No word on a director just yet, but given the talent already involved it shouldn’t take long. This story of corruption and murder and industry sounds like it exists in the same universe as Martin Scorsese’s Killers of the Flower Moon, doesn’t it?

Here’s the synopsis for Bradley’s book:

In the early hours of New Year’s Eve 1969, in the small soft coal mining borough of Clarksville, Pennsylvania, longtime trade union insider Joseph “Jock” Yablonski and his wife and daughter were brutally murdered in their old stone farmhouse. Seven months earlier, Yablonski had announced his campaign to oust the corrupt president of the United Mine Workers of America (UMWA), Tony Boyle, who had long embezzled UMWA funds, silenced intra-union dissent, and served the interests of Big Coal companies.

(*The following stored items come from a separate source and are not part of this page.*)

//! CSV sheet reading and writing.

use std::collections::HashMap;
use std::fs::{self, OpenOptions};
use std::io::{Read, Seek, SeekFrom, Write};
use std::path::Path;

use crate::error::{FolioError, FolioResult};

/// One data row, addressed by column name
#[derive(Debug, Clone, Default, PartialEq, Eq)]
pub struct SheetRow {
    /// 1-based line of the record in the file
    pub line: u64,
    cells: HashMap<String, String>,
}

impl SheetRow {
    pub fn new(line: u64, cells: impl IntoIterator<Item = (String, String)>) -> Self {
        Self {
            line,
            cells: cells.into_iter().collect(),
        }
    }

    /// Trimmed cell text, `None` for missing or blank cells
    pub fn get(&self, column: &str) -> Option<&str> {
        self.cells
            .get(column)
            .map(|cell| cell.trim())
            .filter(|cell| !cell.is_empty())
    }
}

#[derive(Debug, Default)]
pub struct Sheet {
    pub headers: Vec<String>,
    pub rows: Vec<SheetRow>,
    /// Records that could not be decoded
    pub errors: Vec<FolioError>,
}

fn sheet_error(path: &Path, source: csv::Error) -> FolioError {
    FolioError::Spreadsheet {
        path: path.to_path_buf(),
        source,
    }
}

/// Read a sheet with a header row
///
/// # Errors
///
/// Fails when the file cannot be opened or has no header row. Undecodable
/// records are collected in `Sheet::errors`.
pub fn read_sheet(path: &Path) -> FolioResult<Sheet> {
    let mut reader = csv::ReaderBuilder::new()
        .flexible(true)
        .from_path(path)
        .map_err(|e| sheet_error(path, e))?;

    let headers: Vec<String> = reader
        .headers()
        .map_err(|e| sheet_error(path, e))?
        .iter()
        .map(|h| h.trim_start_matches('\u{feff}').trim().to_string())
        .collect();
    if headers.iter().all(String::is_empty) {
        return Err(FolioError::InvalidSheet {
            path: path.to_path_buf(),
            reason: "missing header row".to_string(),
        });
    }

    let mut sheet = Sheet {
        headers,
        ..Default::default()
    };
    for record in reader.records() {
        match record {
            Ok(record) => {
                let line = record.position().map_or(0, |p| p.line());
                let cells = sheet
                    .headers
                    .iter()
                    .zip(record.iter())
                    .map(|(h, cell)| (h.clone(), cell.to_string()));
                sheet.rows.push(SheetRow::new(line, cells));
            }
            Err(e) => sheet.errors.push(sheet_error(path, e)),
        }
    }
    Ok(sheet)
}

/// Write a complete sheet, replacing any existing file
pub fn write_sheet(path: &Path, headers: &[&str], rows: &[Vec<String>]) -> FolioResult<()> {
    if let Some(parent) = path.parent().filter(|p| !p.as_os_str().is_empty()) {
        fs::create_dir_all(parent).map_err(|e| FolioError::io(parent, e))?;
    }

    let mut writer = csv::Writer::from_path(path).map_err(|e| sheet_error(path, e))?;
    writer.write_record(headers).map_err(|e| sheet_error(path, e))?;
    for row in rows {
        writer.write_record(row).map_err(|e| sheet_error(path, e))?;
    }
    writer.flush().map_err(|e| FolioError::io(path, e))
}

/// Append rows to an existing sheet without touching its current content
pub fn append_rows(path: &Path, rows: &[Vec<String>]) -> FolioResult<()> {
    let mut file = OpenOptions::new()
        .read(true)
        .append(true)
        .open(path)
        .map_err(|e| FolioError::io(path, e))?;

    if !ends_with_newline(&mut file).map_err(|e| FolioError::io(path, e))? {
        file.write_all(b"\n").map_err(|e| FolioError::io(path, e))?;
    }

    let mut writer = csv::WriterBuilder::new()
        .has_headers(false)
        .from_writer(file);
    for row in rows {
        writer.write_record(row).map_err(|e| sheet_error(path, e))?;
    }
    writer.flush().map_err(|e| FolioError::io(path, e))
}

fn ends_with_newline(file: &mut fs::File) -> std::io::Result<bool> {
    let len = file.metadata()?.len();
    if len == 0 {
        return Ok(true);
    }
    file.seek(SeekFrom::Start(len - 1))?;
    let mut last = [0u8; 1];
    file.read_exact(&mut last)?;
    Ok(last[0] == b'\n')
}
//! Command implementations behind the `folio` binary.

pub mod common;
pub mod hardlink;
pub mod metadata;
pub mod repair;
pub mod tags;
//! Metadata round trip between content documents and a spreadsheet.
//!
//! `export` flattens each article's effective frontmatter into one row of a
//! CSV sheet. `import` reads an edited sheet back and rewrites only the
//! fields whose cells differ from what the document currently says.

pub mod discovery;
pub mod export;
pub mod import;
pub mod inherit;
pub mod schema;
pub mod sheet;
pub mod value;

use std::collections::BTreeSet;

use crate::fs::walk::WalkOptions;

pub use discovery::{discover_documents, DocumentEntry};
pub use export::{export_metadata, ExportOptions, ExportReport};
pub use import::{import_metadata, FieldChange, ImportOptions, ImportReport, RowReport};
pub use schema::DocType;

/// Index-style files that never describe an article
pub const DEFAULT_EXCLUDED_FILES: &[&str] = &[
    "_contenido-inicio.qmd",
    "_contenido-final.qmd",
    "_contenido_posts.qmd",
    "_contenido_economia-preuniversitaria.qmd",
    "_contenido_inteligencia-comercial.qmd",
    "_contenido_talk.qmd",
    "_contenido_teching.qmd",
    "404.qmd",
    "contact.qmd",
    "accessibility.qmd",
    "license.qmd",
];

/// Settings shared by export and import
#[derive(Debug, Clone)]
pub struct MetadataConfig {
    /// Blog directories to scan when no blog filter is given (empty = all)
    pub blogs: Vec<String>,
    pub walk: WalkOptions,
    /// File names that hold an article's frontmatter
    pub document_names: Vec<String>,
    pub excluded_files: BTreeSet<String>,
    pub default_doc_type: DocType,
    /// Merge the nearest `_metadata.yml` underneath each document
    pub inherit: bool,
    /// Only accept documents whose directory name starts with `YYYY-MM-DD`
    pub require_dated_dir: bool,
}

impl Default for MetadataConfig {
    fn default() -> Self {
        Self {
            blogs: Vec::new(),
            walk: WalkOptions::default(),
            document_names: vec!["index.qmd".to_string()],
            excluded_files: DEFAULT_EXCLUDED_FILES.iter().map(|s| s.to_string()).collect(),
            default_doc_type: DocType::Document,
            inherit: true,
            require_dated_dir: true,
        }
    }
}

Yablonski wanted to return the union to the coal miners it was supposed to represent and restore the organization to what it had once been: a powerful force for social good. Boyle was enraged about his opponent’s bid to take over—and would go to any lengths to maintain power. The most infamous crimes in the history of American labor unions, the Yablonski murders triggered one of the most intensive and successful manhunts in FBI history—and also led to the first successful rank-and-file takeover of a major labor union in modern U.S. history, one that inspired workers in other labor unions to rise up and challenge their own entrenched, out-of-touch leaders.